▶ [Work to complete]: When a line in the data below includes "lifecycle", pick it out and copy it.

☆ ☆ ☆ ☆

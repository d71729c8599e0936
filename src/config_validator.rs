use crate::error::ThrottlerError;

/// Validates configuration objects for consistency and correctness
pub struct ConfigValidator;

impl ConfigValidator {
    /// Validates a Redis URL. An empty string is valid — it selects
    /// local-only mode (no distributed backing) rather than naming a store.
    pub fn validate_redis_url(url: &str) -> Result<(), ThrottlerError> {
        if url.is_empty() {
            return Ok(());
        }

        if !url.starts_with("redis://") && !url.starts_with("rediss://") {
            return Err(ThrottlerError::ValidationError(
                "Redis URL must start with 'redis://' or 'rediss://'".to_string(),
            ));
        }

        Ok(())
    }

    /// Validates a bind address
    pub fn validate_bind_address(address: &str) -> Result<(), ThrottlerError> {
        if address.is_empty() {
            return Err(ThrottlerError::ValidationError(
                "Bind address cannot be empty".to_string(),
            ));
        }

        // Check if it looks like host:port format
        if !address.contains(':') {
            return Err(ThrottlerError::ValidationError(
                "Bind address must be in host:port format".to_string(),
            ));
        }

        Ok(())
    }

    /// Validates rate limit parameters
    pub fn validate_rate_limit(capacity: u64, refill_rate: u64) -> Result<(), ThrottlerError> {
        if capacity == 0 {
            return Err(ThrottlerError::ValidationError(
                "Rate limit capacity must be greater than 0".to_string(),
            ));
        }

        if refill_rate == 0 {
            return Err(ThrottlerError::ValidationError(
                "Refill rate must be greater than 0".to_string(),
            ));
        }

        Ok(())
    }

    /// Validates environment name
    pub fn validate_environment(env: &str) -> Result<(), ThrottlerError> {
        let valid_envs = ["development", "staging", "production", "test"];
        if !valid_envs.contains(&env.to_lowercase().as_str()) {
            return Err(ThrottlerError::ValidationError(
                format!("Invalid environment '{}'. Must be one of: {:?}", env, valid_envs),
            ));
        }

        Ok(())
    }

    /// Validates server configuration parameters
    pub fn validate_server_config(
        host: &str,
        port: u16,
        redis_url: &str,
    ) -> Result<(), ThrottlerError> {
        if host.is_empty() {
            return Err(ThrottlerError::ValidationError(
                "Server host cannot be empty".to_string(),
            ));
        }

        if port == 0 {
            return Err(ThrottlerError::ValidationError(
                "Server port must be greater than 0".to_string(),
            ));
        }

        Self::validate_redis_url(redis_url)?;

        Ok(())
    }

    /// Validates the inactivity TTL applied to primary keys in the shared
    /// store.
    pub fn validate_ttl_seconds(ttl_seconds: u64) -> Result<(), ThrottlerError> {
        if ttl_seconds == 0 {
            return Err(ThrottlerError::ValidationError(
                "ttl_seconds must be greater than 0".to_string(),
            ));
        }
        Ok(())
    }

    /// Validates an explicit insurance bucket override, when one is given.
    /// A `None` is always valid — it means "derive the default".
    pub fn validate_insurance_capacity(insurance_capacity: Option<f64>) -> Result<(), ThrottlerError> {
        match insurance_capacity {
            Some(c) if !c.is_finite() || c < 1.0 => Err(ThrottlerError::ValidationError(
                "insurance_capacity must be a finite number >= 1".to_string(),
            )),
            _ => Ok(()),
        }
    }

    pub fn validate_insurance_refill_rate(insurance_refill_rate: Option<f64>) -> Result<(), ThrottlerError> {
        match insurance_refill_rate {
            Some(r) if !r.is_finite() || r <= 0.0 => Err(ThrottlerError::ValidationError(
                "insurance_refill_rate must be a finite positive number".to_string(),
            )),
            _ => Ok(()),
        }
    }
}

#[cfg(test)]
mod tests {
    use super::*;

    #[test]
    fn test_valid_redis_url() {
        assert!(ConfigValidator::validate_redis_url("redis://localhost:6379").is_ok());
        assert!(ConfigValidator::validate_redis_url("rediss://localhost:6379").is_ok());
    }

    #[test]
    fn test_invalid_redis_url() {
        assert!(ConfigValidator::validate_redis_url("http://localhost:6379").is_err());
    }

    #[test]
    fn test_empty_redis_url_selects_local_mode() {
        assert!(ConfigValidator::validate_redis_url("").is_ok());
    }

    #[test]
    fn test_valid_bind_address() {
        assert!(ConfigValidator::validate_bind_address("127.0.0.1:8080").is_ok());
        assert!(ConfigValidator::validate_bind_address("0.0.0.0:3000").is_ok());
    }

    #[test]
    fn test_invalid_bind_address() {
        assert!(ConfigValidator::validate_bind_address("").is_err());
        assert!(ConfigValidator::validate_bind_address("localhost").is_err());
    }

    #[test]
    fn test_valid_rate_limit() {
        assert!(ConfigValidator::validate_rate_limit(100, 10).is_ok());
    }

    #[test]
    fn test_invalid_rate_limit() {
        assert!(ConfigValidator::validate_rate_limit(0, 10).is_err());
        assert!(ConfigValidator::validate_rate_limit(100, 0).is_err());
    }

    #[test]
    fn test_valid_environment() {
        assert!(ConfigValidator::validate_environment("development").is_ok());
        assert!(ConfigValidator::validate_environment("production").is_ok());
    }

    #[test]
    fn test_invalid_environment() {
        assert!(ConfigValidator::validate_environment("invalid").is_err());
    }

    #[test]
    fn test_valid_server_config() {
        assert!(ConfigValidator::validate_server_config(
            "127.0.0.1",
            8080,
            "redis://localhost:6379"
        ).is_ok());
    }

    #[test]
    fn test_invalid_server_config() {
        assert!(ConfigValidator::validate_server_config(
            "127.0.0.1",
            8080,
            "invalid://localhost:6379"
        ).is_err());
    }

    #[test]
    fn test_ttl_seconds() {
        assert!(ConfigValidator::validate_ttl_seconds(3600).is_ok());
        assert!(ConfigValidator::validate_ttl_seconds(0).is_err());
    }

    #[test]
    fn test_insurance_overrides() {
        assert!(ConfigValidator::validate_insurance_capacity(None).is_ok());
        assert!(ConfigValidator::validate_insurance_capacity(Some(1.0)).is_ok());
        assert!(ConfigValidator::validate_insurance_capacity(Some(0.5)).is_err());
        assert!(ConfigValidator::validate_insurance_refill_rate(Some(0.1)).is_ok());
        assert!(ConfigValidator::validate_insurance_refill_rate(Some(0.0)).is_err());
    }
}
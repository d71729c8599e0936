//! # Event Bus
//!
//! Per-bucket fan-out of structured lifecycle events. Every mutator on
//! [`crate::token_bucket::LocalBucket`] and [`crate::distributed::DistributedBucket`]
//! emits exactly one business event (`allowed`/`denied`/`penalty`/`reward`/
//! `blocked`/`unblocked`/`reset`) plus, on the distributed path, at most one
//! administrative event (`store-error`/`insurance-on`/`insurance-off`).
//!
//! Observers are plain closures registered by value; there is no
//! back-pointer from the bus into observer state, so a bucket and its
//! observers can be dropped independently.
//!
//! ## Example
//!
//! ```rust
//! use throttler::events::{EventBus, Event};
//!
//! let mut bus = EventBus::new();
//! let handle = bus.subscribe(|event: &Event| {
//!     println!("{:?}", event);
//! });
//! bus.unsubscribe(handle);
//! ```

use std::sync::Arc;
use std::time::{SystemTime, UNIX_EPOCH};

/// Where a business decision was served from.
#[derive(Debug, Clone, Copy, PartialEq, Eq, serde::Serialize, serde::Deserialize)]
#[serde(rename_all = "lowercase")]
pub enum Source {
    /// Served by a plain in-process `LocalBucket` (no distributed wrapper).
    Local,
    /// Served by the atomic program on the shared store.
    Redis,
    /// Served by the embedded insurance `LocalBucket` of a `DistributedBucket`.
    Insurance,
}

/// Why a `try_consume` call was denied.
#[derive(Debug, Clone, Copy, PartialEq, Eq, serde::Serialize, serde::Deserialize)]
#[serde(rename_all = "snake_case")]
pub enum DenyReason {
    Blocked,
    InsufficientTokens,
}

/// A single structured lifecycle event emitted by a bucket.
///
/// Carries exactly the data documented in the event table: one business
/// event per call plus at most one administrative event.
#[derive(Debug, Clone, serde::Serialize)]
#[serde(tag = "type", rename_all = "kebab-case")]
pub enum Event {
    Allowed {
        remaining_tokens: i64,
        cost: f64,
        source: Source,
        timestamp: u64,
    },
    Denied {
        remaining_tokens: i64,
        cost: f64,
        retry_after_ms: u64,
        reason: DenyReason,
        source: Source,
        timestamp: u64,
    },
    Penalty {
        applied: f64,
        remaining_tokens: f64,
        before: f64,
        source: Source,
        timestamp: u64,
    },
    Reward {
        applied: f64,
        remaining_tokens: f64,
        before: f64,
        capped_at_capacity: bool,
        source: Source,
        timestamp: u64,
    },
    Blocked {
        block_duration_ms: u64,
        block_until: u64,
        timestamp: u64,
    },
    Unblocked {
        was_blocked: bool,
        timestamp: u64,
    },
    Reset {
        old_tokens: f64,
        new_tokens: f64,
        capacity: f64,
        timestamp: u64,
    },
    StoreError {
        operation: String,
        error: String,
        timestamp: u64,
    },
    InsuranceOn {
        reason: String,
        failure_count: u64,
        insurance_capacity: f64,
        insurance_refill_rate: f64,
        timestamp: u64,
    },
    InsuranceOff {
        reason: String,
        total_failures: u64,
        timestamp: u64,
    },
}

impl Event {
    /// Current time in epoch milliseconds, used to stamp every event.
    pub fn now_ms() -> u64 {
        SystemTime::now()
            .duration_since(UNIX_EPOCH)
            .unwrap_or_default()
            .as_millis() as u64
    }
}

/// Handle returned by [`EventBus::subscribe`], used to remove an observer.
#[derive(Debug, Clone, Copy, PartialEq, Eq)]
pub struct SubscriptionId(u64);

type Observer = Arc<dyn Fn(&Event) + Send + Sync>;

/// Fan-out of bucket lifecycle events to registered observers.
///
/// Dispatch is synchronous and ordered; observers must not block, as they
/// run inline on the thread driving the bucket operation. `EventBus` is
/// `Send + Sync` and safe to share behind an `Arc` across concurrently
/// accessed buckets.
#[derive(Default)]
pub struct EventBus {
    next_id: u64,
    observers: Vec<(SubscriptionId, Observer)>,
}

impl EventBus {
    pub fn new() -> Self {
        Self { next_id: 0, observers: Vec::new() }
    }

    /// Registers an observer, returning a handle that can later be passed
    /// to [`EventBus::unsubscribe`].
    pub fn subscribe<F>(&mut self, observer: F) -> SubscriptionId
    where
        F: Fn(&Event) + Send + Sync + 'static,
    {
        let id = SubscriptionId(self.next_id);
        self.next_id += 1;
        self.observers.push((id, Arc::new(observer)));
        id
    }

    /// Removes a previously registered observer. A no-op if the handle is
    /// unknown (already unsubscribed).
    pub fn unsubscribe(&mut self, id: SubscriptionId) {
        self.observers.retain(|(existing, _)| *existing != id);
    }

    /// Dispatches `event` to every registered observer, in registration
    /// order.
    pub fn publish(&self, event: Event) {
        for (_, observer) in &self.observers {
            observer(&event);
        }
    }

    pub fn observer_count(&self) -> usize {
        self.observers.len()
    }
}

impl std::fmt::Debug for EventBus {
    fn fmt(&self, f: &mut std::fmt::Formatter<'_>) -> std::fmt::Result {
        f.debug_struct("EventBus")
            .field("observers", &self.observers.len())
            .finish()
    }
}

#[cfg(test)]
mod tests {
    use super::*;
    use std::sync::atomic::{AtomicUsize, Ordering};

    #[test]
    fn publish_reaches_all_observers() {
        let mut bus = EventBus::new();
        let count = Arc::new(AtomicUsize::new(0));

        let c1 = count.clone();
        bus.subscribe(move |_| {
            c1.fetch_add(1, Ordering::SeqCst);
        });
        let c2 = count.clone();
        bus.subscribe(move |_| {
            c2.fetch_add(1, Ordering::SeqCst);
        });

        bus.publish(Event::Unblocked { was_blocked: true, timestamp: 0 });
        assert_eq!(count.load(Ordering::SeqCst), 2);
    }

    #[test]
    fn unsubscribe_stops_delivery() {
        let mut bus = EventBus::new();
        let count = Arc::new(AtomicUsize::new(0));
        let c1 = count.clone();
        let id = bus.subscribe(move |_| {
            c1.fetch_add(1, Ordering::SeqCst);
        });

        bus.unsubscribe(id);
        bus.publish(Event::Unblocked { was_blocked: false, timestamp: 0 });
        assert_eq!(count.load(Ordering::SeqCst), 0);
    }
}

☆ ☆ ☆ ☆

▶ [Task solution]:
//! Per-bucket fan-out of structured lifecycle events. Every mutator on
/// A single structured lifecycle event emitted by a bucket.
/// Fan-out of bucket lifecycle events to registered observers.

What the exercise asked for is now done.